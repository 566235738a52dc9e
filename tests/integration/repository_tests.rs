//! Repository tests against a disposable PostgreSQL container

use chrono::{Duration, Utc};
use uuid::Uuid;

use mybooks_server::{
    error::AppError,
    models::{
        book::{Book, BookFilters, CreateBook, UpdateBook},
        library::CreateLibrary,
        loan::{CreateLoan, LoanFilters},
        token::ValidationToken,
        user::User,
    },
    repository::{tokens::Consumption, Repository},
};

use crate::common::{create_user, setup_test_db};

fn new_book(title: &str, owner: Uuid) -> Book {
    CreateBook {
        title: title.to_string(),
        author: "Frank Herbert".to_string(),
        description: String::new(),
        cover_url: String::new(),
        genre: "Sci-Fi".to_string(),
        isbn: "9780441013593".to_string(),
        published_date: "1965".to_string(),
        language: "en".to_string(),
        pages: 412,
        read: false,
    }
    .into_book(Uuid::new_v4(), owner, Utc::now())
}

fn new_loan(book_id: Uuid, owner: Uuid) -> mybooks_server::models::loan::Loan {
    CreateLoan {
        book_id: book_id.to_string(),
        borrower_name: "Alice".to_string(),
        loan_date: "2024-05-01".to_string(),
    }
    .into_loan(Uuid::new_v4(), book_id, owner, Utc::now())
}

async fn two_users(repo: &Repository) -> (User, User) {
    (
        create_user(repo, "owner@example.com").await,
        create_user(repo, "stranger@example.com").await,
    )
}

#[tokio::test]
#[ignore]
async fn duplicate_email_is_a_conflict() {
    let (pool, _container) = setup_test_db().await;
    let repo = Repository::new(pool);

    create_user(&repo, "a@b.com").await;
    let mut user = create_user(&repo, "c@d.com").await;
    user.id = Uuid::new_v4();
    user.email = "a@b.com".to_string();

    let err = repo.users.create(&user).await.unwrap_err();
    assert!(matches!(err, AppError::Conflict(ref m) if m == "user with email already exists"));
}

#[tokio::test]
#[ignore]
async fn book_round_trip() {
    let (pool, _container) = setup_test_db().await;
    let repo = Repository::new(pool);
    let (owner, _) = two_users(&repo).await;

    let book = new_book("Dune", owner.id);
    repo.books.create(&book).await.unwrap();
    let fetched = repo.books.get_by_id(owner.id, book.id).await.unwrap();

    assert_eq!(fetched.id, book.id);
    assert_eq!(fetched.title, book.title);
    assert_eq!(fetched.author, book.author);
    assert_eq!(fetched.isbn, book.isbn);
    assert_eq!(fetched.pages, book.pages);
    assert_eq!(fetched.read, book.read);
    assert_eq!(fetched.user_id, owner.id);
}

#[tokio::test]
#[ignore]
async fn other_users_rows_look_missing() {
    let (pool, _container) = setup_test_db().await;
    let repo = Repository::new(pool);
    let (owner, stranger) = two_users(&repo).await;

    let book = repo.books.create(&new_book("Dune", owner.id)).await.unwrap();
    let library = repo
        .libraries
        .create(
            &CreateLibrary {
                name: "Sci-Fi".to_string(),
                description: String::new(),
            }
            .into_library(Uuid::new_v4(), owner.id, Utc::now()),
        )
        .await
        .unwrap();

    let not_found = |e: AppError| matches!(e, AppError::NotFound(_));

    assert!(not_found(repo.books.get_by_id(stranger.id, book.id).await.unwrap_err()));
    assert!(not_found(
        repo.books
            .update(stranger.id, book.id, &UpdateBook { title: Some("Mine".into()), ..Default::default() })
            .await
            .unwrap_err()
    ));
    assert!(not_found(repo.books.delete(stranger.id, book.id).await.unwrap_err()));
    assert!(not_found(repo.libraries.get_by_id(stranger.id, library.id).await.unwrap_err()));
    assert!(not_found(repo.libraries.delete(stranger.id, library.id).await.unwrap_err()));
    assert!(repo.books.get_all(stranger.id, &BookFilters::default()).await.unwrap().is_empty());

    // The owner still sees everything untouched
    assert_eq!(repo.books.get_by_id(owner.id, book.id).await.unwrap().title, "Dune");
}

#[tokio::test]
#[ignore]
async fn book_filters_and_ordering() {
    let (pool, _container) = setup_test_db().await;
    let repo = Repository::new(pool);
    let (owner, _) = two_users(&repo).await;

    let dune = repo.books.create(&new_book("Dune", owner.id)).await.unwrap();
    let mut messiah = new_book("Dune Messiah", owner.id);
    messiah.created_at = dune.created_at + Duration::seconds(1);
    messiah.read = true;
    repo.books.create(&messiah).await.unwrap();

    let all = repo.books.get_all(owner.id, &BookFilters::default()).await.unwrap();
    assert_eq!(all.len(), 2);
    assert_eq!(all[0].title, "Dune Messiah");

    let filters = BookFilters {
        title: Some("messiah".into()),
        ..Default::default()
    };
    let found = repo.books.get_all(owner.id, &filters).await.unwrap();
    assert_eq!(found.len(), 1);

    let filters = BookFilters {
        read: Some(false),
        genre: Some("sci-fi".into()),
        ..Default::default()
    };
    let unread = repo.books.get_all(owner.id, &filters).await.unwrap();
    assert_eq!(unread.len(), 1);
    assert_eq!(unread[0].id, dune.id);
}

#[tokio::test]
#[ignore]
async fn partial_update_keeps_other_fields() {
    let (pool, _container) = setup_test_db().await;
    let repo = Repository::new(pool);
    let (owner, _) = two_users(&repo).await;

    let book = repo.books.create(&new_book("Dune", owner.id)).await.unwrap();
    let updated = repo
        .books
        .update(
            owner.id,
            book.id,
            &UpdateBook {
                pages: Some(500),
                ..Default::default()
            },
        )
        .await
        .unwrap();

    assert_eq!(updated.pages, 500);
    assert_eq!(updated.title, "Dune");
    assert_eq!(updated.created_at, book.created_at);
    assert!(updated.updated_at >= book.updated_at);

    let read = repo.books.set_read(owner.id, book.id, true).await.unwrap();
    assert!(read.read);
}

#[tokio::test]
#[ignore]
async fn loan_lifecycle() {
    let (pool, _container) = setup_test_db().await;
    let repo = Repository::new(pool);
    let (owner, stranger) = two_users(&repo).await;
    let book = repo.books.create(&new_book("Dune", owner.id)).await.unwrap();

    let first = repo.loans.create(&new_loan(book.id, owner.id)).await.unwrap();
    assert!(!first.is_returned);

    let err = repo.loans.create(&new_loan(book.id, owner.id)).await.unwrap_err();
    assert!(matches!(err, AppError::Conflict(ref m) if m == "book already borrowed"));

    // Someone else's book cannot be lent
    let err = repo.loans.create(&new_loan(book.id, stranger.id)).await.unwrap_err();
    assert!(matches!(err, AppError::NotFound(_)));

    let returned = repo.loans.return_loan(owner.id, first.id).await.unwrap();
    assert!(returned.is_returned);
    // Returning twice is not an error
    assert!(repo.loans.return_loan(owner.id, first.id).await.unwrap().is_returned);

    let second = repo.loans.create(&new_loan(book.id, owner.id)).await.unwrap();

    let outstanding = repo
        .loans
        .get_all(
            owner.id,
            &LoanFilters {
                book_id: Some(book.id),
                returned: Some(false),
            },
        )
        .await
        .unwrap();
    assert_eq!(outstanding.len(), 1);
    assert_eq!(outstanding[0].id, second.id);

    assert!(matches!(
        repo.loans.return_loan(stranger.id, second.id).await.unwrap_err(),
        AppError::NotFound(_)
    ));
}

#[tokio::test]
#[ignore]
async fn deleting_a_library_removes_memberships() {
    let (pool, _container) = setup_test_db().await;
    let repo = Repository::new(pool.clone());
    let (owner, _) = two_users(&repo).await;

    let scifi = CreateLibrary {
        name: "Sci-Fi".to_string(),
        description: String::new(),
    }
    .into_library(Uuid::new_v4(), owner.id, Utc::now());
    let library = repo.libraries.create(&scifi).await.unwrap();
    let book = repo.books.create(&new_book("Dune", owner.id)).await.unwrap();

    let details = repo.libraries.add_book(owner.id, library.id, book.id).await.unwrap();
    assert_eq!(details.books.len(), 1);
    // Adding again is harmless
    repo.libraries.add_book(owner.id, library.id, book.id).await.unwrap();

    repo.libraries.delete(owner.id, library.id).await.unwrap();

    let links: i64 = sqlx::query_scalar("SELECT COUNT(*) FROM book_library WHERE book_id = $1")
        .bind(book.id)
        .fetch_one(&pool)
        .await
        .unwrap();
    assert_eq!(links, 0);

    // Book survives and can join another library
    let favourites = CreateLibrary {
        name: "Favourites".to_string(),
        description: String::new(),
    }
    .into_library(Uuid::new_v4(), owner.id, Utc::now());
    let other = repo.libraries.create(&favourites).await.unwrap();
    let details = repo.libraries.add_book(owner.id, other.id, book.id).await.unwrap();
    assert_eq!(details.books[0].id, book.id);

    let details = repo.libraries.remove_book(owner.id, other.id, book.id).await.unwrap();
    assert!(details.books.is_empty());
}

#[tokio::test]
#[ignore]
async fn deleting_a_book_removes_memberships() {
    let (pool, _container) = setup_test_db().await;
    let repo = Repository::new(pool);
    let (owner, _) = two_users(&repo).await;

    let library = repo
        .libraries
        .create(
            &CreateLibrary {
                name: "Sci-Fi".to_string(),
                description: String::new(),
            }
            .into_library(Uuid::new_v4(), owner.id, Utc::now()),
        )
        .await
        .unwrap();
    let book = repo.books.create(&new_book("Dune", owner.id)).await.unwrap();
    repo.libraries.add_book(owner.id, library.id, book.id).await.unwrap();
    repo.loans.create(&new_loan(book.id, owner.id)).await.unwrap();

    repo.books.delete(owner.id, book.id).await.unwrap();

    let details = repo.libraries.get_by_id(owner.id, library.id).await.unwrap();
    assert!(details.books.is_empty());
    assert!(repo.loans.get_all(owner.id, &LoanFilters::default()).await.unwrap().is_empty());
}

#[tokio::test]
#[ignore]
async fn association_requires_owning_both_sides() {
    let (pool, _container) = setup_test_db().await;
    let repo = Repository::new(pool);
    let (owner, stranger) = two_users(&repo).await;

    let library = repo
        .libraries
        .create(
            &CreateLibrary {
                name: "Mine".to_string(),
                description: String::new(),
            }
            .into_library(Uuid::new_v4(), owner.id, Utc::now()),
        )
        .await
        .unwrap();
    let foreign_book = repo.books.create(&new_book("Theirs", stranger.id)).await.unwrap();

    let err = repo
        .libraries
        .add_book(owner.id, library.id, foreign_book.id)
        .await
        .unwrap_err();
    assert!(matches!(err, AppError::NotFound(ref m) if m == "book not found"));

    let err = repo
        .libraries
        .add_book(stranger.id, library.id, foreign_book.id)
        .await
        .unwrap_err();
    assert!(matches!(err, AppError::NotFound(ref m) if m == "library not found"));
}

#[tokio::test]
#[ignore]
async fn reset_token_is_single_use() {
    let (pool, _container) = setup_test_db().await;
    let repo = Repository::new(pool);
    let (owner, _) = two_users(&repo).await;

    let token = ValidationToken::password_reset("ab".repeat(32), owner.id, Utc::now());
    repo.tokens.create(&token).await.unwrap();

    let outcome = repo
        .tokens
        .consume_password_reset(&token.token, "$argon2id$new", Utc::now())
        .await
        .unwrap();
    assert_eq!(outcome, Consumption::Consumed);

    let user = repo.users.get_by_id(owner.id).await.unwrap().unwrap();
    assert_eq!(user.password, "$argon2id$new");

    let again = repo
        .tokens
        .consume_password_reset(&token.token, "$argon2id$other", Utc::now())
        .await
        .unwrap();
    assert_eq!(again, Consumption::Rejected);

    let missing = repo
        .tokens
        .consume_password_reset("unknown", "$argon2id$other", Utc::now())
        .await
        .unwrap();
    assert_eq!(missing, Consumption::Missing);
}

#[tokio::test]
#[ignore]
async fn token_expiry_boundary_and_idempotent_invalidation() {
    let (pool, _container) = setup_test_db().await;
    let repo = Repository::new(pool);
    let (owner, _) = two_users(&repo).await;

    let token = ValidationToken::password_reset("cd".repeat(32), owner.id, Utc::now());
    repo.tokens.create(&token).await.unwrap();
    let stored = repo.tokens.get(&token.token).await.unwrap().unwrap();

    // Exactly at the expiry instant the token is already expired
    let outcome = repo
        .tokens
        .consume_password_reset(&token.token, "$argon2id$new", stored.expires_at)
        .await
        .unwrap();
    assert_eq!(outcome, Consumption::Rejected);

    repo.tokens.invalidate(&token.token).await.unwrap();
    repo.tokens.invalidate(&token.token).await.unwrap();

    let after = repo.tokens.get(&token.token).await.unwrap().unwrap();
    assert!(!after.valid);
    assert_eq!(after.expires_at, stored.expires_at);
    assert_eq!(after.token_type, stored.token_type);

    let user = repo.users.get_by_id(owner.id).await.unwrap().unwrap();
    assert_eq!(user.password, "$argon2id$placeholder");
}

--

**WORK REQUIRED:** Return the entries exactly through the "fn new_loan(book_id: Uuid, owner: Uuid)" line.

**ANSWER BELOW:**
repository 566235738a52dc9e
filename tests/integration/repository_tests.rs
//! Repository tests against a disposable PostgreSQL container

use chrono::{Duration, Utc};
use uuid::Uuid;

use mybooks_server::{
    error::AppError,
    models::{
        book::{Book, BookFilters, CreateBook, UpdateBook},
        library::CreateLibrary,
        loan::{CreateLoan, LoanFilters},
        token::ValidationToken,
        user::User,
    },
    repository::{tokens::Consumption, Repository},
};

use crate::common::{create_user, setup_test_db};

fn new_book(title: &str, owner: Uuid) -> Book {
    CreateBook {
        title: title.to_string(),
        author: "Frank Herbert".to_string(),
        description: String::new(),
        cover_url: String::new(),
        genre: "Sci-Fi".to_string(),
        isbn: "9780441013593".to_string(),
        published_date: "1965".to_string(),
        language: "en".to_string(),
        pages: 412,
        read: false,
    }
    .into_book(Uuid::new_v4(), owner, Utc::now())
}

fn new_loan(book_id: Uuid, owner: Uuid) -> mybooks_server::models::loan::Loan {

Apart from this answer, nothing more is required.